● Excerpted data:
//! Ledger record types and read filters.

use std::collections::HashSet;
use std::fmt;

use chrono::{DateTime, NaiveDateTime, SecondsFormat, Utc};
use serde::{Deserialize, Serialize};

/// The "Various Artists" aggregate. Its catalog is too large to probe entity by entity.
pub const VARIOUS_ARTISTS_ID: &str = "89ad4ac3-39f7-470e-963a-56509c546377";

/// Artist identifiers skipped by every phase. Never written or deleted, only skipped.
pub const EXCLUDED_ARTIST_IDS: &[&str] = &[VARIOUS_ARTISTS_ID];

/// Whether an artist identifier is in the fixed exclusion set.
pub fn is_excluded_artist(id: &str) -> bool {
    EXCLUDED_ARTIST_IDS.contains(&id)
}

/// Cache status of a ledger entity.
#[derive(Debug, Clone, Copy, Default, PartialEq, Eq, Hash, Serialize, Deserialize)]
#[serde(rename_all = "snake_case")]
pub enum CacheStatus {
    #[default]
    Pending,
    Success,
    Failed,
}

impl CacheStatus {
    pub fn as_str(&self) -> &'static str {
        match self {
            CacheStatus::Pending => "pending",
            CacheStatus::Success => "success",
            CacheStatus::Failed => "failed",
        }
    }

    /// Parse a persisted status value.
    ///
    /// Older ledgers use `""` for pending and `"timeout"` for failed; anything
    /// unrecognized reads as pending so the entity gets probed again.
    pub fn parse(value: &str) -> Self {
        match value.trim().to_ascii_lowercase().as_str() {
            "success" => CacheStatus::Success,
            "failed" | "timeout" => CacheStatus::Failed,
            _ => CacheStatus::Pending,
        }
    }
}

impl fmt::Display for CacheStatus {
    fn fmt(&self, f: &mut fmt::Formatter<'_>) -> fmt::Result {
        f.write_str(self.as_str())
    }
}

/// Per-artist processing state.
#[derive(Debug, Clone, PartialEq, Eq, Serialize, Deserialize)]
pub struct ArtistRecord {
    /// MusicBrainz artist id.
    pub id: String,
    pub name: Option<String>,
    pub status: CacheStatus,
    /// Attempts consumed by the most recent artist lookup pass.
    pub attempts: u32,
    /// Last observed outcome: HTTP code, `TIMEOUT` or `EXC:<kind>`.
    pub last_status_code: Option<String>,
    pub last_checked: Option<DateTime<Utc>>,
    pub text_search_attempted: bool,
    pub text_search_success: bool,
    pub text_search_last_checked: Option<DateTime<Utc>>,
}

impl ArtistRecord {
    /// A freshly discovered artist that has never been probed.
    pub fn pending(id: impl Into<String>, name: Option<String>) -> Self {
        Self {
            id: id.into(),
            name: name.filter(|n| !n.trim().is_empty()),
            status: CacheStatus::Pending,
            attempts: 0,
            last_status_code: None,
            last_checked: None,
            text_search_attempted: false,
            text_search_success: false,
            text_search_last_checked: None,
        }
    }

    /// Display label for log lines.
    pub fn label(&self) -> &str {
        self.name.as_deref().unwrap_or(&self.id)
    }

    /// Trimmed, non-empty display name, if any.
    pub fn search_name(&self) -> Option<&str> {
        self.name
            .as_deref()
            .map(str::trim)
            .filter(|name| !name.is_empty())
    }
}

/// Per-release-group processing state.
#[derive(Debug, Clone, PartialEq, Eq, Serialize, Deserialize)]
pub struct ReleaseGroupRecord {
    /// MusicBrainz release group id.
    pub id: String,
    /// Owning artist id.
    pub artist_id: String,
    /// Owning artist name, denormalized for reporting.
    pub artist_name: Option<String>,
    pub title: Option<String>,
    pub status: CacheStatus,
    pub attempts: u32,
    pub last_status_code: Option<String>,
    pub last_checked: Option<DateTime<Utc>>,
}

impl ReleaseGroupRecord {
    pub fn pending(
        id: impl Into<String>,
        artist_id: impl Into<String>,
        artist_name: Option<String>,
        title: Option<String>,
    ) -> Self {
        Self {
            id: id.into(),
            artist_id: artist_id.into(),
            artist_name: artist_name.filter(|n| !n.trim().is_empty()),
            title: title.filter(|t| !t.trim().is_empty()),
            status: CacheStatus::Pending,
            attempts: 0,
            last_status_code: None,
            last_checked: None,
        }
    }

    pub fn label(&self) -> &str {
        self.title.as_deref().unwrap_or(&self.id)
    }
}

/// Full committed contents of a ledger, in insertion order.
#[derive(Debug, Clone, Default, PartialEq, Eq)]
pub struct LedgerSnapshot {
    pub artists: Vec<ArtistRecord>,
    pub release_groups: Vec<ReleaseGroupRecord>,
}

impl LedgerSnapshot {
    pub fn artist(&self, id: &str) -> Option<&ArtistRecord> {
        self.artists.iter().find(|a| a.id == id)
    }

    pub fn release_group(&self, id: &str) -> Option<&ReleaseGroupRecord> {
        self.release_groups.iter().find(|rg| rg.id == id)
    }
}

/// Result of a batch commit.
#[derive(Debug, Clone, Copy, Default, PartialEq, Eq)]
pub struct CommitStats {
    pub artists_written: usize,
    pub release_groups_written: usize,
}

impl CommitStats {
    pub fn is_empty(&self) -> bool {
        self.artists_written == 0 && self.release_groups_written == 0
    }
}

/// Filter for ledger reads.
///
/// All conditions are combined with AND. Both backends apply the same
/// semantics; results keep insertion order.
#[derive(Debug, Clone, Default)]
pub struct LedgerFilter {
    /// Only entities with this status.
    pub status: Option<CacheStatus>,
    /// Skip entities with this status.
    pub exclude_status: Option<CacheStatus>,
    /// Only entities whose `last_checked` is set and at or before this instant.
    pub checked_before: Option<DateTime<Utc>>,
    /// Skip these ids. Release group reads also skip groups owned by them.
    pub excluded_ids: HashSet<String>,
    /// Release group reads only: keep groups owned by one of these artists.
    pub owner_ids: Option<HashSet<String>>,
}

impl LedgerFilter {
    pub fn new() -> Self {
        Self::default()
    }

    pub fn with_status(mut self, status: CacheStatus) -> Self {
        self.status = Some(status);
        self
    }

    pub fn without_status(mut self, status: CacheStatus) -> Self {
        self.exclude_status = Some(status);
        self
    }

    pub fn checked_before(mut self, cutoff: DateTime<Utc>) -> Self {
        self.checked_before = Some(cutoff);
        self
    }

    pub fn excluding<I, S>(mut self, ids: I) -> Self
    where
        I: IntoIterator<Item = S>,
        S: Into<String>,
    {
        self.excluded_ids.extend(ids.into_iter().map(Into::into));
        self
    }

    /// Skip the fixed excluded-artist set.
    pub fn excluding_default_artists(self) -> Self {
        self.excluding(EXCLUDED_ARTIST_IDS.iter().copied())
    }

    pub fn owned_by<I, S>(mut self, ids: I) -> Self
    where
        I: IntoIterator<Item = S>,
        S: Into<String>,
    {
        self.owner_ids = Some(ids.into_iter().map(Into::into).collect());
        self
    }

    fn matches_common(
        &self,
        id: &str,
        status: CacheStatus,
        last_checked: Option<DateTime<Utc>>,
    ) -> bool {
        if self.excluded_ids.contains(id) {
            return false;
        }
        if self.status.is_some_and(|s| s != status) {
            return false;
        }
        if self.exclude_status == Some(status) {
            return false;
        }
        if let Some(cutoff) = self.checked_before {
            match last_checked {
                Some(ts) if ts <= cutoff => {}
                _ => return false,
            }
        }
        true
    }

    pub fn matches_artist(&self, artist: &ArtistRecord) -> bool {
        self.matches_common(&artist.id, artist.status, artist.last_checked)
    }

    pub fn matches_release_group(&self, rg: &ReleaseGroupRecord) -> bool {
        if self.excluded_ids.contains(&rg.artist_id) {
            return false;
        }
        if let Some(owners) = &self.owner_ids {
            if !owners.contains(&rg.artist_id) {
                return false;
            }
        }
        self.matches_common(&rg.id, rg.status, rg.last_checked)
    }
}

/// Format a timestamp for persistence.
pub(crate) fn format_timestamp(ts: Option<DateTime<Utc>>) -> String {
    ts.map(|t| t.to_rfc3339_opts(SecondsFormat::Secs, true))
        .unwrap_or_default()
}

/// Parse a persisted timestamp.
///
/// Accepts RFC 3339 (with `Z` or an offset) and naive ISO 8601, which is
/// read as UTC. Empty or unparseable values read as unset.
pub(crate) fn parse_timestamp(value: &str) -> Option<DateTime<Utc>> {
    let value = value.trim();
    if value.is_empty() {
        return None;
    }
    if let Ok(dt) = DateTime::parse_from_rfc3339(value) {
        return Some(dt.with_timezone(&Utc));
    }
    NaiveDateTime::parse_from_str(value, "%Y-%m-%dT%H:%M:%S%.f")
        .or_else(|_| NaiveDateTime::parse_from_str(value, "%Y-%m-%d %H:%M:%S%.f"))
        .ok()
        .map(|naive| naive.and_utc())
}

/// Lenient boolean parse for flat-file columns.
pub(crate) fn parse_flag(value: &str) -> bool {
    matches!(
        value.trim().to_ascii_lowercase().as_str(),
        "true" | "1" | "yes"
    )
}

pub(crate) fn non_empty(value: String) -> Option<String> {
    if value.trim().is_empty() {
        None
    } else {
        Some(value)
    }
}

#[cfg(test)]
mod tests {
    use super::*;
    use chrono::TimeZone;

    #[test]
    fn test_status_parse_legacy_values() {
        assert_eq!(CacheStatus::parse(""), CacheStatus::Pending);
        assert_eq!(CacheStatus::parse("timeout"), CacheStatus::Failed);
        assert_eq!(CacheStatus::parse(" Success "), CacheStatus::Success);
        assert_eq!(CacheStatus::parse("failed"), CacheStatus::Failed);
        assert_eq!(CacheStatus::parse("weird"), CacheStatus::Pending);
    }

    #[test]
    fn test_parse_timestamp_formats() {
        let expected = Utc.with_ymd_and_hms(2024, 3, 1, 12, 30, 0).unwrap();
        assert_eq!(parse_timestamp("2024-03-01T12:30:00Z"), Some(expected));
        assert_eq!(parse_timestamp("2024-03-01T12:30:00+00:00"), Some(expected));
        assert_eq!(parse_timestamp("2024-03-01T12:30:00"), Some(expected));
        assert_eq!(
            parse_timestamp("2024-03-01T12:30:00.000000+00:00"),
            Some(expected)
        );
        assert_eq!(parse_timestamp(""), None);
        assert_eq!(parse_timestamp("yesterday"), None);
    }

    #[test]
    fn test_timestamp_roundtrip() {
        let ts = Utc.with_ymd_and_hms(2025, 1, 2, 3, 4, 5).unwrap();
        assert_eq!(parse_timestamp(&format_timestamp(Some(ts))), Some(ts));
        assert_eq!(format_timestamp(None), "");
    }

    #[test]
    fn test_filter_release_group_excludes_owner() {
        let rg = ReleaseGroupRecord::pending("rg1", VARIOUS_ARTISTS_ID, None, None);
        assert!(LedgerFilter::new().matches_release_group(&rg));
        assert!(!LedgerFilter::new()
            .excluding_default_artists()
            .matches_release_group(&rg));
    }

    #[test]
    fn test_filter_checked_before_skips_unset() {
        let cutoff = Utc.with_ymd_and_hms(2024, 1, 1, 0, 0, 0).unwrap();
        let filter = LedgerFilter::new().checked_before(cutoff);

        let mut artist = ArtistRecord::pending("a1", Some("A".into()));
        assert!(!filter.matches_artist(&artist));

        artist.last_checked = Some(cutoff);
        assert!(filter.matches_artist(&artist));

        artist.last_checked = Some(cutoff + chrono::Duration::seconds(1));
        assert!(!filter.matches_artist(&artist));
    }

    #[test]
    fn test_pending_drops_blank_names() {
        let artist = ArtistRecord::pending("a1", Some("  ".into()));
        assert_eq!(artist.name, None);
        assert_eq!(artist.label(), "a1");
        assert_eq!(artist.search_name(), None);
    }
}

● Exercise instructions: Your answer must be one number: the count of lines in the entries that contain the string "Copy".

● Answer box: 2